A while back, the NFS offered handy books of these sought-after topo maps. They were compiled into booklet form called an ATLAS, with sturdy covers & a spiral bound. Overall size is close to 9″x12″ & they are much easier to handle than the individual paper maps. Look forForest Topo Atlases
Cottonwood Lakes Campground, Golden Trout Campground & Horseshoe Meadows Campground… all next to Mount Whitney. This is a prime side option for Whitney & Southern High Sierra packing. Perfect for equestrian travelers, backpackers & day hikers.
Sitting at Tuttle Creek Campground at dusk, just outside of Lone Pine , in the Eastern Sierra – you may have wondered what the hell those lights were. Way off in the distance – to the south. Way up high.
There must be another road that also heads up into the Sierra’s. Yep! Go find this special valley. It is well worth the drive, even for just a day trip. A long and winding drive up from Hwy. 395, in Lone Pine CA – take Whitney Portal Rd up to Tuttle Creek Campground, see the road called Horseshoe Meadows Road on the left. Take it, all the way up, you will be glad you did. Allow hours for the drive, views, hike, & the picnic. It’s bear country so be concerned about your food. Use bear lockers, even for day trips.

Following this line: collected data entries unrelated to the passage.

//! Append-only, ID-indexed storage for graph entities.
//!
//! Channels, bundles, expressions, and module definitions are allocated into
//! an [`Arena`] and referred to by small copyable IDs rather than references,
//! so the graph can be serialized and fingerprinted as plain data.

use serde::{Deserialize, Serialize};
use std::marker::PhantomData;
use std::ops::{Index, IndexMut};

/// Trait for opaque ID types used as arena keys.
pub trait ArenaId: Copy {
    /// Creates an ID from a raw `u32` index.
    fn from_raw(index: u32) -> Self;

    /// Returns the raw `u32` index.
    fn as_raw(self) -> u32;
}

/// A dense container whose IDs stay valid for its whole lifetime.
///
/// Items are only ever appended. Allocation order is observable through
/// [`iter`](Self::iter) and is part of what makes generation deterministic.
#[derive(Debug, Clone, Serialize, Deserialize)]
pub struct Arena<I: ArenaId, T> {
    items: Vec<T>,
    #[serde(skip)]
    _marker: PhantomData<I>,
}

impl<I: ArenaId, T> Default for Arena<I, T> {
    fn default() -> Self {
        Self::new()
    }
}

impl<I: ArenaId, T> Arena<I, T> {
    /// Creates an empty arena.
    pub fn new() -> Self {
        Self {
            items: Vec::new(),
            _marker: PhantomData,
        }
    }

    /// Returns the ID the next [`alloc`](Self::alloc) will hand out.
    pub fn next_id(&self) -> I {
        I::from_raw(self.items.len() as u32)
    }

    /// Appends an item and returns its ID.
    pub fn alloc(&mut self, item: T) -> I {
        let id = self.next_id();
        self.items.push(item);
        id
    }

    /// Returns the item with the given ID.
    ///
    /// # Panics
    ///
    /// Panics if the ID was not allocated by this arena.
    pub fn get(&self, id: I) -> &T {
        &self.items[id.as_raw() as usize]
    }

    /// Returns the item with the given ID, or `None` if it is out of range.
    pub fn try_get(&self, id: I) -> Option<&T> {
        self.items.get(id.as_raw() as usize)
    }

    /// Returns a mutable reference to the item with the given ID.
    ///
    /// # Panics
    ///
    /// Panics if the ID was not allocated by this arena.
    pub fn get_mut(&mut self, id: I) -> &mut T {
        &mut self.items[id.as_raw() as usize]
    }

    /// Returns the number of items.
    pub fn len(&self) -> usize {
        self.items.len()
    }

    /// Returns `true` if nothing has been allocated.
    pub fn is_empty(&self) -> bool {
        self.items.is_empty()
    }

    /// Iterates over `(ID, &T)` pairs in allocation order.
    pub fn iter(&self) -> impl Iterator<Item = (I, &T)> {
        self.items
            .iter()
            .enumerate()
            .map(|(i, item)| (I::from_raw(i as u32), item))
    }

    /// Iterates over all allocated IDs in allocation order.
    pub fn ids(&self) -> impl Iterator<Item = I> {
        (0..self.items.len() as u32).map(I::from_raw)
    }

    /// Iterates over items in allocation order.
    pub fn values(&self) -> impl Iterator<Item = &T> {
        self.items.iter()
    }
}

impl<I: ArenaId, T> Index<I> for Arena<I, T> {
    type Output = T;

    fn index(&self, id: I) -> &T {
        self.get(id)
    }
}

impl<I: ArenaId, T> IndexMut<I> for Arena<I, T> {
    fn index_mut(&mut self, id: I) -> &mut T {
        self.get_mut(id)
    }
}

#[cfg(test)]
mod tests {
    use super::*;
    use crate::ids::{ChannelId, ExprId};

    #[test]
    fn alloc_returns_sequential_ids() {
        let mut arena: Arena<ChannelId, &str> = Arena::new();
        let a = arena.alloc("address");
        let b = arena.alloc("data");
        assert_eq!(a.as_raw(), 0);
        assert_eq!(b.as_raw(), 1);
        assert_eq!(arena[b], "data");
    }

    #[test]
    fn next_id_predicts_alloc() {
        let mut arena: Arena<ExprId, u64> = Arena::new();
        let predicted = arena.next_id();
        assert_eq!(arena.alloc(3), predicted);
    }

    #[test]
    fn try_get_out_of_range() {
        let arena: Arena<ChannelId, u32> = Arena::new();
        assert!(arena.try_get(ChannelId::from_raw(0)).is_none());
    }

    #[test]
    fn get_mut_modifies() {
        let mut arena: Arena<ExprId, u64> = Arena::new();
        let id = arena.alloc(2);
        arena[id] = 3;
        assert_eq!(arena[id], 3);
    }

    #[test]
    fn ids_and_values_follow_allocation_order() {
        let mut arena: Arena<ChannelId, char> = Arena::new();
        for c in ['r', 'w', 'a'] {
            arena.alloc(c);
        }
        let ids: Vec<u32> = arena.ids().map(|i| i.as_raw()).collect();
        assert_eq!(ids, vec![0, 1, 2]);
        assert_eq!(arena.values().collect::<String>(), "rwa");
    }

    #[test]
    fn serde_roundtrip_keeps_ids() {
        let mut arena: Arena<ChannelId, String> = Arena::new();
        arena.alloc("req".to_string());
        arena.alloc("ack".to_string());
        let json = serde_json::to_string(&arena).unwrap();
        let restored: Arena<ChannelId, String> = serde_json::from_str(&json).unwrap();
        assert_eq!(restored[ChannelId::from_raw(1)], "ack");
    }
}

Cottonwood Campground is located in the Inyo National Forest , this area is just south of Mt. Whitney, is by far much quieter than the masses at the Portal. Although camping is limited to a ‘one nights stay’, the terrain is spectacular with ample parking for backpackers, sightseers & horse trailers alike. The paved switchback road is steep & long, to say the least. RV are not recommended on this Eastern Sierra Horse Shoe Meadows Road.
This area is definitely geared towards Sierra backpackers & equestrian trips. The parking lots are pretty roomy, plus there is a one night stay limit on the campgrounds: Golden Trout, Cottonwood Lakes, Horseshoe Meadow. New Army Pass & the Golden Trout Wilderness are both accessed from these high Sierra trail heads. Meadows up here are large & lined with pines. They can range from lush wildflowers to golden dry. Granite, horses & high elevations!
walk-in camp sites:
These campgrounds up here are large and spacious with walk in access only. A common parking area is shared, along with the community fire rings & steel bear boxes. Wide open areas with tons of room for star gazing. The camp areas are not considered secluded. Very open skies & perfect for stargazing.
These camp sites are designed for overnighters preparing for their backpacking ventures into the nearby Sierra wilderness. This high altitude mountainous area closes for winter snows (anytime between October-May) & the campgrounds/trail heads will not be accessible. If road is open in early Spring, I imagine the cross country skiing & snow shoeing would be incredible in those huge meadows. Sierra wildflowers are abundant on certain years.
From Hwy 395 & Lone Pine CA, take Whitney Portal Rd. up to Horseshoe Meadow Rd & turn left. Follow this long & steep road due south hugging the mountain’s edge. This steep winding entrance will take you to some spectacular views over the dry desert Owens Lake & Lone Pine. Then turns sharply west headed straight into the pine filled Southern Sierras. This region is so high in elevation that you can actually see ‘tree line’. At 10,000′ alpine glory, this is prime backpackers country. Exposed granite mountain peaks loom above the tall ponderosa pines.
There’s more than one Cottonwood Campground in California.
JTNP – A more popular spot is the Cottonwood Campground, on the south end of Joshua Tree National Park, near the Interstate 10 park entrance. Click here for camp information.
ABPF – Cottonwood Canyon – 4×4 accessible route which leads to aspen grove and old cabin, on the eastern side of the White Mountains and near the Ancient Bristlecone Pines. Cottonwood Basin is a result of Cottonwood Creek, which flows east toward the state of Nevada.